> [Input material]
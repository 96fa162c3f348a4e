//! The in-flight operation record tracked by the commit coordinator.

use std::collections::HashSet;

use tokio::sync::oneshot;
use tokio::time::Instant;

use crate::error::Error;
use crate::types::{ConflictKey, Gsn, HostId, Lsn};

/// Where an operation is in the commit state machine (spec: `init -> accept
/// -> wal -> submit -> yield`).
#[derive(Debug, Clone, Copy, PartialEq, Eq)]
pub enum OpStatus {
    Init,
    Accept,
    Wal,
    Submit,
    Yield,
    RolledBack,
}

/// The eventual outcome handed back to whatever originated the operation
/// (a local caller, or a proxied follower).
#[derive(Debug, Clone)]
pub enum OpOutcome {
    Committed,
    Rejected(String),
}

pub struct Operation {
    pub gsn: Gsn,
    pub lsn: Option<Lsn>,
    pub originator_id: HostId,
    pub conflict_key: ConflictKey,
    pub status: OpStatus,
    pub body: Vec<u8>,
    pub accepted: HashSet<HostId>,
    pub rejected: HashSet<HostId>,
    pub deadline: Instant,
    waker: Option<oneshot::Sender<Result<OpOutcome, Error>>>,
}

impl Operation {
    pub fn new(
        gsn: Gsn,
        originator_id: HostId,
        conflict_key: ConflictKey,
        body: Vec<u8>,
        deadline: Instant,
        waker: oneshot::Sender<Result<OpOutcome, Error>>,
    ) -> Self {
        Self {
            gsn,
            lsn: None,
            originator_id,
            conflict_key,
            status: OpStatus::Init,
            body,
            accepted: HashSet::new(),
            rejected: HashSet::new(),
            deadline,
            waker: Some(waker),
        }
    }

    /// Resolve this operation's waiting caller, if it hasn't already been
    /// resolved (e.g. by a prior timeout or rollback).
    pub fn resolve(&mut self, outcome: Result<OpOutcome, Error>) {
        if let Some(waker) = self.waker.take() {
            let _ = waker.send(outcome);
        }
    }

    pub fn is_resolved(&self) -> bool {
        self.waker.is_none()
    }
}
//! External collaborator interfaces: the WAL and request-execution
//! boundaries the commit coordinator calls through but never reaches past.
//! Row encoding/decoding and request execution are opaque to this engine;
//! what ships here is the trait boundary plus a file-backed `Wal` and a
//! trivial executor used by tests and as a starting point for embedders.

use std::path::PathBuf;
use std::sync::atomic::{AtomicU64, Ordering};
use std::sync::Arc;

use async_trait::async_trait;

use crate::config::WalConfig;
use crate::error::Result;
use crate::types::{ConflictKey, Gsn, HostId, Lsn};
use crate::wal::{WalReader, WalRow, WalWriter};

/// The durable log this engine replicates. Rows are opaque bytes; the
/// engine only assigns them a GSN/LSN and checksums them.
#[async_trait]
pub trait Wal: Send + Sync {
    /// Durably append `body` at `gsn`, returning the local LSN it landed at.
    async fn write(&self, gsn: Gsn, origin_host: HostId, body: Vec<u8>) -> Result<Lsn>;

    /// Every row with `gsn >= from_gsn`, in ascending GSN order -- the
    /// shape recovery needs to replay a tail to a lagging peer.
    fn iterate_from(&self, from_gsn: Gsn) -> Result<Vec<WalRow>>;

    /// The highest GSN durably written so far.
    fn durable_gsn(&self) -> Gsn;
}

/// Decodes wire payloads into requests and executes them against whatever
/// backing store an embedder provides, producing the conflict key used for
/// admission control.
pub trait RequestExecutor: Send + Sync {
    /// Validate and extract the conflict key for a request, without
    /// applying it. Called during admission, before a GSN is assigned.
    fn conflict_key(&self, payload: &[u8]) -> Result<ConflictKey>;

    /// Apply an already-committed request's body to the backing store.
    fn execute(&self, payload: &[u8]) -> Result<()>;
}

/// File-backed `Wal` combining the segment writer and reader.
pub struct FileWal {
    writer: WalWriter,
    reader: WalReader,
    durable_gsn: Arc<AtomicU64>,
}

impl FileWal {
    pub async fn open(data_dir: PathBuf, config: WalConfig) -> Result<Self> {
        let writer = WalWriter::new(data_dir.clone(), config.clone()).await?;
        let reader = WalReader::new(data_dir, config.segment_size_mb, config.compression)?;
        let durable_gsn = Arc::new(AtomicU64::new(0));
        Ok(Self {
            writer,
            reader,
            durable_gsn,
        })
    }
}

#[async_trait]
impl Wal for FileWal {
    async fn write(&self, gsn: Gsn, origin_host: HostId, body: Vec<u8>) -> Result<Lsn> {
        let lsn = self.writer.append(gsn, origin_host, body).await?;
        self.durable_gsn.fetch_max(gsn, Ordering::SeqCst);
        Ok(lsn)
    }

    fn iterate_from(&self, from_gsn: Gsn) -> Result<Vec<WalRow>> {
        self.reader.rows_from_gsn(from_gsn)
    }

    fn durable_gsn(&self) -> Gsn {
        self.durable_gsn.load(Ordering::SeqCst)
    }
}

/// An executor that treats the payload's first 8 bytes as a big-endian
/// conflict key and otherwise does nothing -- enough to drive the
/// coordinator's admission/commit machinery in tests without a real
/// backing store.
#[derive(Default)]
pub struct EchoExecutor;

impl RequestExecutor for EchoExecutor {
    fn conflict_key(&self, payload: &[u8]) -> Result<ConflictKey> {
        let len = payload.len().min(8);
        Ok(payload[..len].to_vec())
    }

    fn execute(&self, _payload: &[u8]) -> Result<()> {
        Ok(())
    }
}

#[cfg(test)]
mod tests {
    use super::*;
    use tempfile::tempdir;

    fn test_config() -> WalConfig {
        WalConfig {
            batch_size: 10,
            flush_interval_ms: 10,
            compression: true,
            segment_size_mb: 1,
            retention_hours: 0,
            fsync: false,
        }
    }

    #[tokio::test]
    async fn file_wal_round_trips_and_tracks_durable_gsn() {
        let dir = tempdir().unwrap();
        let wal = FileWal::open(dir.path().to_path_buf(), test_config()).await.unwrap();

        wal.write(5, 0, b"alpha".to_vec()).await.unwrap();
        wal.write(6, 0, b"beta".to_vec()).await.unwrap();
        assert_eq!(wal.durable_gsn(), 6);

        let rows = wal.iterate_from(6).unwrap();
        assert_eq!(rows.len(), 1);
        assert_eq!(rows[0].body, b"beta");
    }

    #[test]
    fn echo_executor_takes_key_prefix() {
        let executor = EchoExecutor;
        let key = executor.conflict_key(b"0123456789").unwrap();
        assert_eq!(key, b"01234567");
    }
}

> [Aim of the task] From the entries above, extract every line where the word "WalConfig" appears.

> [Exercise response]
use crate::config::WalConfig;
    pub async fn open(data_dir: PathBuf, config: WalConfig) -> Result<Self> {
    fn test_config() -> WalConfig {
        WalConfig {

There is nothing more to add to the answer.